Of late, drug delivery using metal nanoparticles (NPs) having tunable geometric and physicochemical properties has been an intriguing domain of research. The foremost advantages of overwhelming scientific interest toward nanoparticle (NP)-mediated drug delivery encompass the size- and shape-specific response, capability of selective delivery to only affected cells, and, above all, the reduced patient sensitization via moderation of drug payloads. Among the several kinds of metal NPs, Au-based NPs are swiftly emerging as robust agents for delivering drugs to even most hard to reach body locations. The chief specialty of Au NPs is the diversity of their shapes and inert nature, making them much less toxic (than anticipated), thermally conducting chemical response which imparts them a synergistic chemical response along with the tagged drugs.
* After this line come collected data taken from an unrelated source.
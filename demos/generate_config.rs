//! Generate the default matcher configuration file
//!
//! Creates a JSON config with all default parameters

use harmony_match::MatcherConfig;
use std::{env, path::Path, process};

fn main() {
    let args: Vec<String> = env::args().collect();

    if args.len() < 2 {
        eprintln!("Usage: {} <output_config.json>", args[0]);
        eprintln!();
        eprintln!("Example:");
        eprintln!("  {} config/matcher.json", args[0]);
        process::exit(1);
    }

    let output_path = Path::new(&args[1]);

    // Create parent directory if needed
    if let Some(parent) = output_path.parent() {
        if let Err(e) = std::fs::create_dir_all(parent) {
            eprintln!("Error creating directory: {}", e);
            process::exit(1);
        }
    }

    let config = MatcherConfig::default();

    match config.to_json_file(output_path) {
        Ok(_) => {
            eprintln!("Configuration saved to {}", output_path.display());
            eprintln!();
            eprintln!("Config summary:");
            eprintln!("  Sensitivity: {} (distance < {:.0})",
                     config.sensitivity,
                     config.sensitivity.threshold());
            eprintln!("  Matches: top {}, up to {} positions per color",
                     config.max_matches,
                     config.max_positions_per_color);
            eprintln!("  Markers: margin {:.0}, merged within {:.0}",
                     config.marker_margin,
                     config.dedup_distance);
            eprintln!("  Fallback grid: {}x{}",
                     config.fallback_grid.rows,
                     config.fallback_grid.columns);
            eprintln!("  Debounce: {}ms", config.debounce_ms);
        }
        Err(e) => {
            eprintln!("Error saving config: {}", e);
            process::exit(1);
        }
    }
}
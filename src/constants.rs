//! Matching constants and reference values
//!
//! Compile-time defaults for the match engine, the harmony classifier and
//! the analysis scheduler. [`crate::MatcherConfig`] starts from these values.

/// RGB distance thresholds, one per sensitivity level
///
/// Distances are Euclidean in 0..=255 RGB space, so the largest possible
/// value is roughly 441.7 (black to white).
pub mod thresholds {
    /// Threshold for [`crate::Sensitivity::Low`]
    pub const LOW: f64 = 80.0;

    /// Threshold for [`crate::Sensitivity::Medium`]
    pub const MEDIUM: f64 = 60.0;

    /// Threshold for [`crate::Sensitivity::High`]
    pub const HIGH: f64 = 40.0;
}

/// Scoring rules applied to each source/target pair
pub mod scoring {
    /// A pair must score strictly above this to produce matches
    pub const MIN_CONFIDENCE: f64 = 70.0;

    /// Direct similarity: score at zero distance, lost linearly to the threshold
    pub const DIRECT_BASE: f64 = 100.0;
    pub const DIRECT_SPAN: f64 = 100.0;

    /// Complementary match
    pub const COMPLEMENTARY_BASE: f64 = 95.0;
    pub const COMPLEMENTARY_SPAN: f64 = 15.0;

    /// Analogous match
    pub const ANALOGOUS_BASE: f64 = 85.0;
    pub const ANALOGOUS_SPAN: f64 = 15.0;

    /// Fixed score when either color is close to gray
    pub const NEUTRAL_SCORE: f64 = 80.0;

    /// HSL saturation (percent) below which a color counts as neutral
    pub const NEUTRAL_SATURATION: f64 = 20.0;

    /// Hue offsets in degrees used for analogous colors, ascending
    pub const ANALOGOUS_OFFSETS: [f64; 4] = [-30.0, -15.0, 15.0, 30.0];
}

/// Reason strings attached to matches, in rule evaluation order
pub mod reasons {
    pub const DIRECT: &str = "Direct color similarity";
    pub const COMPLEMENTARY: &str = "Complementary color match";
    pub const ANALOGOUS: &str = "Analogous color match";
    pub const NEUTRAL: &str = "Neutral tone combination";
}

/// Harmony classification boundaries on the average hue difference (degrees)
pub mod harmony {
    /// Below this the colors are monochromatic
    pub const MONOCHROMATIC_MAX: f64 = 30.0;

    /// Above this the colors are triadic (unless complementary)
    pub const TRIADIC_MIN: f64 = 90.0;

    /// Above this the colors are complementary
    pub const COMPLEMENTARY_MIN: f64 = 150.0;
}

/// Marker placement and result shaping
pub mod placement {
    /// Distance kept between a marker and the preview edge
    pub const MARKER_MARGIN: f64 = 25.0;

    /// Markers closer than this collapse into the first one found
    pub const DEDUP_DISTANCE: f64 = 30.0;

    /// Maximum number of matches returned from one run
    pub const MAX_MATCHES: usize = 8;

    /// Positions used per matching target color
    pub const MAX_POSITIONS_PER_COLOR: usize = 5;

    /// Fallback marker grid
    pub const FALLBACK_ROWS: u32 = 3;
    pub const FALLBACK_COLUMNS: u32 = 4;

    /// Fraction of the preview kept free on each side of the fallback grid
    pub const FALLBACK_INSET: f64 = 0.1;
}

/// Display helpers
pub mod display {
    /// Perceived brightness above which dark text is used on a color
    pub const TEXT_BRIGHTNESS_THRESHOLD: f64 = 150.0;

    pub const DARK_TEXT: &str = "#000000";
    pub const LIGHT_TEXT: &str = "#ffffff";

    /// Prefix of the generated label for unnamed target colors
    pub const PLACEHOLDER_LABEL: &str = "Rack Color";
}

/// Analysis scheduling
pub mod scheduling {
    use std::time::Duration;

    /// Quiet period after the last input change before analysis starts
    pub const DEBOUNCE_DELAY: Duration = Duration::from_millis(800);
}
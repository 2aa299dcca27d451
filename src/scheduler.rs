//! Debounced analysis scheduling
//!
//! Input changes arrive in bursts (an image is picked, then resized, then a
//! harmony filter is chosen). Each change restarts a single pending timer;
//! only when the inputs have been quiet for the debounce delay does
//! [`AnalysisScheduler::poll`] report that the engine should run. While a
//! run is in flight further triggers are suppressed.
//!
//! The scheduler owns no clock and no thread. Callers pass `Instant`s in,
//! typically from their own event loop tick.

use std::time::{Duration, Instant};

use log::debug;

use crate::config::MatcherConfig;

/// Where the scheduler is in its cycle
#[derive(Debug, Clone, Copy, PartialEq, Eq)]
pub enum Schedule {
    /// Nothing to do
    Idle,
    /// Inputs changed at `since`; waiting for the delay to elapse
    Pending { since: Instant },
    /// The engine has been asked to run and has not completed yet
    InFlight,
}

/// Event-driven debounce in front of the match engine
#[derive(Debug, Clone)]
pub struct AnalysisScheduler {
    delay: Duration,
    state: Schedule,
    inputs_ready: bool,
    /// Set when inputs change while a run is in flight
    rerun_requested: bool,
}

impl AnalysisScheduler {
    pub fn new(delay: Duration) -> Self {
        Self {
            delay,
            state: Schedule::Idle,
            inputs_ready: true,
            rerun_requested: false,
        }
    }

    pub fn from_config(config: &MatcherConfig) -> Self {
        Self::new(config.debounce_delay())
    }

    pub fn state(&self) -> Schedule {
        self.state
    }

    pub fn delay(&self) -> Duration {
        self.delay
    }

    /// Report whether both images are available; a pending timer is dropped
    /// when they stop being ready
    pub fn set_inputs_ready(&mut self, ready: bool) {
        self.inputs_ready = ready;
        if !ready {
            if let Schedule::Pending { .. } = self.state {
                self.state = Schedule::Idle;
            }
        }
    }

    /// Restart the pending timer
    pub fn inputs_changed(&mut self, now: Instant) {
        match self.state {
            Schedule::InFlight => {
                debug!("inputs changed during analysis, rerun queued");
                self.rerun_requested = true;
            }
            _ if !self.inputs_ready => {}
            _ => self.state = Schedule::Pending { since: now },
        }
    }

    /// Time left before the pending analysis fires
    pub fn remaining(&self, now: Instant) -> Option<Duration> {
        match self.state {
            Schedule::Pending { since } => {
                Some(self.delay.saturating_sub(now.saturating_duration_since(since)))
            }
            _ => None,
        }
    }

    /// Returns true exactly once per quiet period, when the engine should run
    pub fn poll(&mut self, now: Instant) -> bool {
        match self.state {
            Schedule::Pending { since }
                if self.inputs_ready && now.saturating_duration_since(since) >= self.delay =>
            {
                self.state = Schedule::InFlight;
                true
            }
            _ => false,
        }
    }

    /// Mark the in-flight run finished
    ///
    /// If inputs changed while it ran, a new pending period starts at `now`.
    pub fn complete(&mut self, now: Instant) {
        if self.state != Schedule::InFlight {
            return;
        }
        self.state = Schedule::Idle;
        if std::mem::take(&mut self.rerun_requested) {
            self.inputs_changed(now);
        }
    }

    /// Forget any pending or queued work
    pub fn reset(&mut self) {
        self.state = Schedule::Idle;
        self.rerun_requested = false;
    }
}

impl Default for AnalysisScheduler {
    fn default() -> Self {
        Self::from_config(&MatcherConfig::default())
    }
}
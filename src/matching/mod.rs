//! Match engine module
//!
//! This module scores source/target color pairs, places markers on the
//! preview, and summarizes a run for presentation.

pub mod engine;
pub mod summary;
pub mod types;

pub use engine::{find_matches, remove_duplicate_positions, score_colors, MatchEngine, PairScore};
pub use summary::{filter_by_harmony, AnalysisSummary, ColorNameIndex};
pub use types::{Match, PositionData, Sensitivity};
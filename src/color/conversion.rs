//! Color space conversion utilities
//!
//! Provides conversions between the representations the matcher works with:
//! - Hex strings (`#rrggbb`) to and from 8-bit sRGB
//! - sRGB to HSL (hue in degrees, saturation and lightness in percent)
//! - Complementary and analogous color derivation
//! - Euclidean RGB distance and readable text color selection
//!
//! All functions are pure. Only hex parsing can fail; it returns `None`
//! and callers are expected to skip the color.

use palette::Srgb;

use crate::constants::{display, scoring};

/// HSL color with hue in degrees and saturation/lightness in percent
#[derive(Debug, Clone, Copy, PartialEq)]
pub struct HslColor {
    /// Hue in `[0, 360)`, 0 for achromatic colors
    pub h: f64,
    /// Saturation in `[0, 100]`
    pub s: f64,
    /// Lightness in `[0, 100]`
    pub l: f64,
}

impl HslColor {
    pub fn new(h: f64, s: f64, l: f64) -> Self {
        Self { h, s, l }
    }
}

/// Parse a hexadecimal color string to 8-bit sRGB
///
/// Accepts exactly six hex digits with an optional leading `#`, in any
/// case. Shorthand (`#fff`), alpha channels and surrounding whitespace
/// are rejected.
///
/// # Returns
///
/// `None` if the string is not a strict 6-digit hex color
pub fn hex_to_rgb(hex: &str) -> Option<Srgb<u8>> {
    let digits = hex.strip_prefix('#').unwrap_or(hex);
    if digits.len() != 6 || !digits.bytes().all(|b| b.is_ascii_hexdigit()) {
        return None;
    }

    let channel = |range: std::ops::Range<usize>| u8::from_str_radix(&digits[range], 16).ok();
    Some(Srgb::new(channel(0..2)?, channel(2..4)?, channel(4..6)?))
}

/// Convert 8-bit sRGB to a lowercase `#rrggbb` string
pub fn rgb_to_hex(rgb: Srgb<u8>) -> String {
    format!("#{:02x}{:02x}{:02x}", rgb.red, rgb.green, rgb.blue)
}

/// Normalize a hex color to lowercase `#rrggbb`, the form used for comparisons
pub fn canonical_hex(hex: &str) -> Option<String> {
    hex_to_rgb(hex).map(rgb_to_hex)
}

/// Convert 8-bit sRGB to HSL
///
/// Channels are divided by 255 and the hexcone model is evaluated in
/// `f64`. Exact channel ratios give exact percentages: `#060609` has
/// `s == 20.0`, which the neutral rule depends on.
///
/// # Returns
///
/// HSL color with `h` in `[0, 360)` and `s`, `l` in `[0, 100]`.
/// The hue is 0 when all three channels are equal.
pub fn rgb_to_hsl(rgb: Srgb<u8>) -> HslColor {
    let r = f64::from(rgb.red) / 255.0;
    let g = f64::from(rgb.green) / 255.0;
    let b = f64::from(rgb.blue) / 255.0;

    let max = r.max(g).max(b);
    let min = r.min(g).min(b);
    let l = (max + min) / 2.0;

    if max == min {
        return HslColor::new(0.0, 0.0, l * 100.0);
    }

    let d = max - min;
    let s = if l > 0.5 {
        d / (2.0 - max - min)
    } else {
        d / (max + min)
    };
    let sector = if max == r {
        (g - b) / d + if g < b { 6.0 } else { 0.0 }
    } else if max == g {
        (b - r) / d + 2.0
    } else {
        (r - g) / d + 4.0
    };

    HslColor::new(sector / 6.0 * 360.0, s * 100.0, l * 100.0)
}

/// Convert HSL back to RGB
///
/// # Returns
///
/// Unrounded `(r, g, b)` on the `[0, 255]` scale. Use [`round_rgb`] before
/// encoding the result as hex.
pub fn hsl_to_rgb(hsl: HslColor) -> (f64, f64, f64) {
    let h = hsl.h / 360.0;
    let s = hsl.s / 100.0;
    let l = hsl.l / 100.0;

    if s == 0.0 {
        return (l * 255.0, l * 255.0, l * 255.0);
    }

    let q = if l < 0.5 { l * (1.0 + s) } else { l + s - l * s };
    let p = 2.0 * l - q;
    (
        hue_to_channel(p, q, h + 1.0 / 3.0) * 255.0,
        hue_to_channel(p, q, h) * 255.0,
        hue_to_channel(p, q, h - 1.0 / 3.0) * 255.0,
    )
}

/// One channel of the HSL to RGB conversion, `t` being the hue fraction
fn hue_to_channel(p: f64, q: f64, mut t: f64) -> f64 {
    if t < 0.0 {
        t += 1.0;
    }
    if t > 1.0 {
        t -= 1.0;
    }
    if t < 1.0 / 6.0 {
        p + (q - p) * 6.0 * t
    } else if t < 1.0 / 2.0 {
        q
    } else if t < 2.0 / 3.0 {
        p + (q - p) * (2.0 / 3.0 - t) * 6.0
    } else {
        p
    }
}

/// Round floating point RGB components to an 8-bit color
pub fn round_rgb((r, g, b): (f64, f64, f64)) -> Srgb<u8> {
    let channel = |v: f64| v.round().clamp(0.0, 255.0) as u8;
    Srgb::new(channel(r), channel(g), channel(b))
}

/// Compute the complementary color by inverting each RGB channel
pub fn complementary_rgb(rgb: Srgb<u8>) -> Srgb<u8> {
    Srgb::new(255 - rgb.red, 255 - rgb.green, 255 - rgb.blue)
}

/// Compute the complementary color of a hex string
///
/// # Returns
///
/// `#rrggbb` complement, or `None` when `hex` cannot be parsed
pub fn complementary_color(hex: &str) -> Option<String> {
    hex_to_rgb(hex).map(|rgb| rgb_to_hex(complementary_rgb(rgb)))
}

/// Compute the analogous colors of an 8-bit color
///
/// Hue is shifted by -30, -15, +15 and +30 degrees while saturation and
/// lightness stay fixed. The zero offset is not included.
pub fn analogous_rgb(rgb: Srgb<u8>) -> [Srgb<u8>; 4] {
    let hsl = rgb_to_hsl(rgb);
    scoring::ANALOGOUS_OFFSETS.map(|offset| {
        let hue = (hsl.h + offset + 360.0) % 360.0;
        round_rgb(hsl_to_rgb(HslColor::new(hue, hsl.s, hsl.l)))
    })
}

/// Compute the four analogous colors of a hex string, in ascending offset order
pub fn analogous_colors(hex: &str) -> Option<Vec<String>> {
    let rgb = hex_to_rgb(hex)?;
    Some(analogous_rgb(rgb).into_iter().map(rgb_to_hex).collect())
}

/// Euclidean distance between two colors in 0..=255 RGB space
pub fn rgb_distance(a: Srgb<u8>, b: Srgb<u8>) -> f64 {
    let dr = f64::from(a.red) - f64::from(b.red);
    let dg = f64::from(a.green) - f64::from(b.green);
    let db = f64::from(a.blue) - f64::from(b.blue);
    (dr * dr + dg * dg + db * db).sqrt()
}

/// Pick black or white text for legibility on a colored background
///
/// Uses perceived brightness `(299 r + 587 g + 114 b) / 1000`; anything
/// brighter than 150 gets dark text.
pub fn readable_text_color(background: &str) -> Option<&'static str> {
    let rgb = hex_to_rgb(background)?;
    let brightness = (299.0 * f64::from(rgb.red)
        + 587.0 * f64::from(rgb.green)
        + 114.0 * f64::from(rgb.blue))
        / 1000.0;

    Some(if brightness > display::TEXT_BRIGHTNESS_THRESHOLD {
        display::DARK_TEXT
    } else {
        display::LIGHT_TEXT
    })
}
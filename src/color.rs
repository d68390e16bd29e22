/// Color utilities for elements and UI.
use rand::RngExt;

use crate::types::Rgb;

/// Generate a random display color. Draws are independent, so two elements
/// may end up with the same color.
pub fn random_color() -> Rgb {
    let mut rng = rand::rng();
    let value: u32 = rng.random_range(0..=0xFF_FFFF);
    Rgb {
        r: (value >> 16) as u8,
        g: (value >> 8) as u8,
        b: value as u8,
    }
}
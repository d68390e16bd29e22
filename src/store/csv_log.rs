use std::io::ErrorKind;
use std::path::Path;

use anyhow::Result;

use crate::types::LogEntry;

pub const COLUMNS: [&str; 5] = [
    "Project",
    "Shift",
    "Element",
    "Duration (s)",
    "Formatted Time",
];

/// Longest single interval accepted on reload. Anything above is treated as corrupt.
const MAX_DURATION_SECS: f64 = 365.0 * 24.0 * 3600.0;

/// What came back from reading a log file.
#[derive(Debug, PartialEq)]
pub enum LoadOutcome {
    Loaded(Vec<LogEntry>),
    /// No file yet. Start with an empty log.
    Missing,
    /// The file exists but could not be parsed.
    Malformed(String),
}

/// Writes the whole log, header first, replacing any previous file.
pub fn write_log(path: &Path, entries: &[LogEntry]) -> Result<()> {
    if let Some(parent) = path.parent() {
        if !parent.as_os_str().is_empty() {
            std::fs::create_dir_all(parent)?;
        }
    }
    let mut wtr = csv::WriterBuilder::new()
        .has_headers(false)
        .from_path(path)?;
    wtr.write_record(COLUMNS)?;
    for entry in entries {
        wtr.serialize(entry)?;
    }
    wtr.flush()?;
    Ok(())
}

pub fn read_log(path: &Path) -> LoadOutcome {
    let mut rdr = match csv::Reader::from_path(path) {
        Ok(rdr) => rdr,
        Err(err) => {
            if let csv::ErrorKind::Io(io) = err.kind() {
                if io.kind() == ErrorKind::NotFound {
                    return LoadOutcome::Missing;
                }
            }
            return LoadOutcome::Malformed(err.to_string());
        }
    };

    match rdr.headers() {
        Ok(headers) if headers.iter().eq(COLUMNS) => {}
        Ok(headers) if headers.is_empty() => return LoadOutcome::Loaded(Vec::new()),
        Ok(headers) => {
            return LoadOutcome::Malformed(format!(
                "unexpected columns: {}",
                headers.iter().collect::<Vec<_>>().join(", ")
            ));
        }
        Err(err) => return LoadOutcome::Malformed(err.to_string()),
    }

    let mut entries = Vec::new();
    for row in rdr.deserialize::<LogEntry>() {
        match row {
            Ok(entry) if (0.0..=MAX_DURATION_SECS).contains(&entry.duration_secs) => {
                entries.push(entry)
            }
            Ok(entry) => {
                return LoadOutcome::Malformed(format!(
                    "invalid duration {} for '{}'",
                    entry.duration_secs, entry.element
                ));
            }
            Err(err) => return LoadOutcome::Malformed(err.to_string()),
        }
    }
    LoadOutcome::Loaded(entries)
}

#[cfg(test)]
mod tests {
    use super::*;
    use crate::types::Shift;

    fn entry(element: &str, secs: f64, formatted: &str) -> LogEntry {
        LogEntry {
            project: "Assembly Line".into(),
            shift: Shift::Shift2,
            element: element.into(),
            duration_secs: secs,
            formatted: formatted.into(),
        }
    }

    #[test]
    fn export_then_reload_reproduces_rows() {
        let dir = tempfile::tempdir().unwrap();
        let path = dir.path().join("assembly_line_log.csv");
        let rows = vec![
            entry("Pick", 12.5, "00:12.500"),
            entry("Place, left", 7.5, "00:07.500"),
            entry("Pick", 0.001, "00:00.001"),
        ];
        write_log(&path, &rows).unwrap();
        assert_eq!(read_log(&path), LoadOutcome::Loaded(rows));
    }

    #[test]
    fn header_uses_the_exact_column_names() {
        let dir = tempfile::tempdir().unwrap();
        let path = dir.path().join("out.csv");
        write_log(&path, &[entry("Pick", 1.0, "00:01.000")]).unwrap();
        let raw = std::fs::read_to_string(&path).unwrap();
        let mut lines = raw.lines();
        assert_eq!(
            lines.next(),
            Some("Project,Shift,Element,Duration (s),Formatted Time")
        );
        assert_eq!(lines.next(), Some("Assembly Line,Shift 2,Pick,1.0,00:01.000"));
    }

    #[test]
    fn empty_log_writes_only_the_header() {
        let dir = tempfile::tempdir().unwrap();
        let path = dir.path().join("nested").join("empty.csv");
        write_log(&path, &[]).unwrap();
        assert_eq!(read_log(&path), LoadOutcome::Loaded(Vec::new()));
    }

    #[test]
    fn missing_file_is_not_an_error() {
        let dir = tempfile::tempdir().unwrap();
        assert_eq!(read_log(&dir.path().join("nope.csv")), LoadOutcome::Missing);
    }

    #[test]
    fn wrong_columns_are_malformed() {
        let dir = tempfile::tempdir().unwrap();
        let path = dir.path().join("bad.csv");
        std::fs::write(&path, "a,b\n1,2\n").unwrap();
        assert!(matches!(read_log(&path), LoadOutcome::Malformed(_)));
    }

    #[test]
    fn bad_rows_are_malformed() {
        let dir = tempfile::tempdir().unwrap();
        let path = dir.path().join("bad.csv");
        std::fs::write(
            &path,
            "Project,Shift,Element,Duration (s),Formatted Time\nA,Shift 9,Pick,1.0,00:01.000\n",
        )
        .unwrap();
        assert!(matches!(read_log(&path), LoadOutcome::Malformed(_)));

        std::fs::write(
            &path,
            "Project,Shift,Element,Duration (s),Formatted Time\nA,Shift 1,Pick,soon,00:01.000\n",
        )
        .unwrap();
        assert!(matches!(read_log(&path), LoadOutcome::Malformed(_)));
    }

    #[test]
    fn out_of_range_durations_are_malformed() {
        let dir = tempfile::tempdir().unwrap();
        let path = dir.path().join("bad.csv");
        for duration in ["inf", "1e30", "NaN", "-1.0"] {
            std::fs::write(
                &path,
                format!(
                    "Project,Shift,Element,Duration (s),Formatted Time\n\
                     A,Shift 1,Pick,1.0,00:01.000\n\
                     A,Shift 1,Pick,{duration},00:01.000\n"
                ),
            )
            .unwrap();
            assert!(
                matches!(read_log(&path), LoadOutcome::Malformed(_)),
                "{duration} should be rejected"
            );
        }
    }
}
A lot has been talked about the insufficient drug internalization once it has been delivered to treat cancers. The multifunctional Au NPs portray a benign solution in this regard via simultaneous surface tagging of diagnostic and drug delivery agents on their surface. Studies have shown a significant improvement in the drug internalization capability of Au nanorods (NRs) compared to their spherical counterparts, which has recently intensified investigations on NR-based anticancer therapies. Another interesting property of Au NPs has been their versatile and much easily available preparation methods that require less energy from outside and are also biocompatible. Among several methods, those involving chemical reduction have been the subject of interest, owing to a vast range of available reducing agents which could provide NPs of different features. With such insights, the present compilation summarizes the most recent attempts in Au NP-based lung cancer (LC) treatment strategies, focusing peculiarly on shape- and size-dependent differential impacts.